Swedish military surgeon

Josef Hammar (November 15, 1868 – August 4, 1927) was a Swedish military surgeon and adventurer. Hammar was a renowned doctor who saw active service in the second Boer War and the siege of Ladysmith. He also served as a military attaché in the Russo-Japanese War and the siege of Port Arthur.

== Biography ==

=== Early life ===
Josef Hammar was son of August Hammar, a vicar in Nosaby, Sweden, and his wife Elin Jakobina Juliana Ask. After his matriculation in Helsingborg May 31, 1886,. he joined the university in Lund. On September 14, 1888, he took a Medico-Philosophical degree and in 1889 he registered at the Karolinska Institute to study medicine. Four years later on February 15, 1893, he achieved his Candidate of Medicine.

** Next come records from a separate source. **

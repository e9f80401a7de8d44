//! Projection of a materialized cluster into the consolidated contact view.

use crate::error::{StoreError, StoreResult};
use crate::model::{sort_by_creation, Contact, ContactView};
use std::collections::HashSet;

/// Distinct values in first-seen order.
#[derive(Debug, Default)]
struct FirstSeen {
    values: Vec<String>,
    seen: HashSet<String>,
}

impl FirstSeen {
    fn push(&mut self, value: Option<&str>) {
        if let Some(value) = value {
            if self.seen.insert(value.to_string()) {
                self.values.push(value.to_string());
            }
        }
    }
}

/// Build the view of `cluster`: the primary's values first, then each
/// secondary's in creation order, every value at most once.
pub fn assemble(cluster: &[Contact]) -> StoreResult<ContactView> {
    let primary = cluster
        .iter()
        .find(|contact| contact.is_primary())
        .ok_or_else(|| StoreError::Corrupt("cluster has no primary contact".to_string()))?;

    let mut secondaries: Vec<Contact> = cluster
        .iter()
        .filter(|contact| contact.id != primary.id)
        .cloned()
        .collect();
    sort_by_creation(&mut secondaries);

    let mut emails = FirstSeen::default();
    let mut phone_numbers = FirstSeen::default();
    for contact in std::iter::once(primary).chain(secondaries.iter()) {
        emails.push(contact.email.as_deref());
        phone_numbers.push(contact.phone_number.as_deref());
    }

    Ok(ContactView {
        primary_contact_id: primary.id,
        emails: emails.values,
        phone_numbers: phone_numbers.values,
        secondary_contact_ids: secondaries.iter().map(|contact| contact.id).collect(),
    })
}
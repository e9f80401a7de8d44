//! # Unicontact
//!
//! Contact identity reconciliation.
//!
//! Partial contact observations (an email, a phone number, or both) are folded
//! into clusters of contacts that denote the same person. Each cluster has one
//! primary, its earliest contact, and every other member links directly to it.
//! An observation either creates a new identity, matches a known one, adds a
//! new fact to a known one, or bridges several known identities into one.

pub mod config;
pub mod error;
pub mod http;
pub mod lock;
pub mod model;
pub mod persistence;
pub mod reconcile;
pub mod store;
pub mod test_support;
pub mod view;

// Re-export main types for convenience
pub use config::{ReconcileConfig, UniContactConfig};
pub use error::{ReconcileError, StoreError, ValidationError};
pub use model::{
    Contact, ContactId, ContactLink, ContactView, IdentifyRequest, IdentifyResponse,
    LinkPrecedence, Observation,
};
pub use persistence::{PersistentOpenOptions, PersistentStore};
pub use reconcile::{Classification, Outcome, Reconciler};
pub use store::{ContactStore, ContactTxn, Store, StoreMetrics};

use lock::LockScope;
use tracing::{debug, info, instrument};

/// Main API for contact reconciliation
pub struct Unicontact {
    store: Box<dyn ContactStore>,
    config: ReconcileConfig,
}

impl Unicontact {
    /// Create an instance backed by an in-memory store
    pub fn new() -> Self {
        Self::with_store(Store::new())
    }

    /// Create an instance with a custom store implementation.
    pub fn with_store<S>(store: S) -> Self
    where
        S: ContactStore + 'static,
    {
        Self::with_store_and_config(store, ReconcileConfig::default())
    }

    pub fn with_store_and_config<S>(store: S, config: ReconcileConfig) -> Self
    where
        S: ContactStore + 'static,
    {
        Self {
            store: Box::new(store),
            config,
        }
    }

    /// Open the store described by `config`: persistent when a data
    /// directory is set, in-memory otherwise.
    pub fn from_config(config: &UniContactConfig) -> anyhow::Result<Self> {
        match &config.storage.data_dir {
            Some(data_dir) => {
                std::fs::create_dir_all(data_dir)?;
                let store = PersistentStore::open_with_options(
                    data_dir,
                    PersistentOpenOptions {
                        repair: config.storage.repair,
                        cache_capacity: config.storage.cache_capacity,
                    },
                )?;
                Ok(Self::with_store_and_config(store, config.reconcile))
            }
            None => {
                info!("no data directory configured, contacts are kept in memory");
                Ok(Self::with_store_and_config(Store::new(), config.reconcile))
            }
        }
    }

    pub fn store(&self) -> &dyn ContactStore {
        self.store.as_ref()
    }

    pub fn metrics(&self) -> StoreMetrics {
        self.store.metrics()
    }

    /// Validate a request and reconcile it into the stored clusters.
    #[instrument(skip_all)]
    pub fn identify(&self, request: IdentifyRequest) -> Result<IdentifyResponse, ReconcileError> {
        let observation = Observation::try_from(request)?;
        let outcome = self.reconcile(&observation)?;
        Ok(IdentifyResponse {
            contact: outcome.view,
        })
    }

    /// Reconcile an already validated observation.
    pub fn reconcile(&self, observation: &Observation) -> Result<Outcome, StoreError> {
        let outcome = Reconciler::new(self.store.as_ref(), self.config).reconcile(observation)?;
        debug!(
            classification = ?outcome.classification,
            primary = %outcome.view.primary_contact_id,
            members = outcome.cluster.len(),
            "reconciled observation"
        );
        Ok(outcome)
    }

    /// View of the cluster containing `id`, without writing anything.
    pub fn cluster_of(&self, id: ContactId) -> Result<Option<ContactView>, StoreError> {
        let Some(contact) = self.store.get_contact(id)? else {
            return Ok(None);
        };
        let txn = self.store.begin(&LockScope::for_contact(&contact))?;
        let Some(current) = txn
            .find_cluster(id)?
            .into_iter()
            .find(|member| member.id == id)
        else {
            return Err(StoreError::UnknownContact(id));
        };
        let cluster = reconcile::materialize(txn.as_ref(), current.primary_id())?;
        view::assemble(&cluster).map(Some)
    }
}

impl Default for Unicontact {
    fn default() -> Self {
        Self::new()
    }
}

He continued his studies and practice and between March and May, 1894 he attended courses in Berlin and Dresden and visited Karlsbad. On June 21, 1895, he is returned to Lund as an assistant at the obstetrical clinic where he practised until April, 1896. In the summer of 1896, he became a medical field scholar of the 2nd degree and served with The Royal South Skånska Infantry Regiment. The year after, he practiced at The Skånska Cavalry Regiment, followed by The Royal Lifeguards Hussars and The Royal Vedes Artillery Regiment. On September 15, 1898, he took his degree as Licentiate of Medical Science in Lund, becoming a certified doctor. His first job was as a temporary district doctor in Hammenshög district.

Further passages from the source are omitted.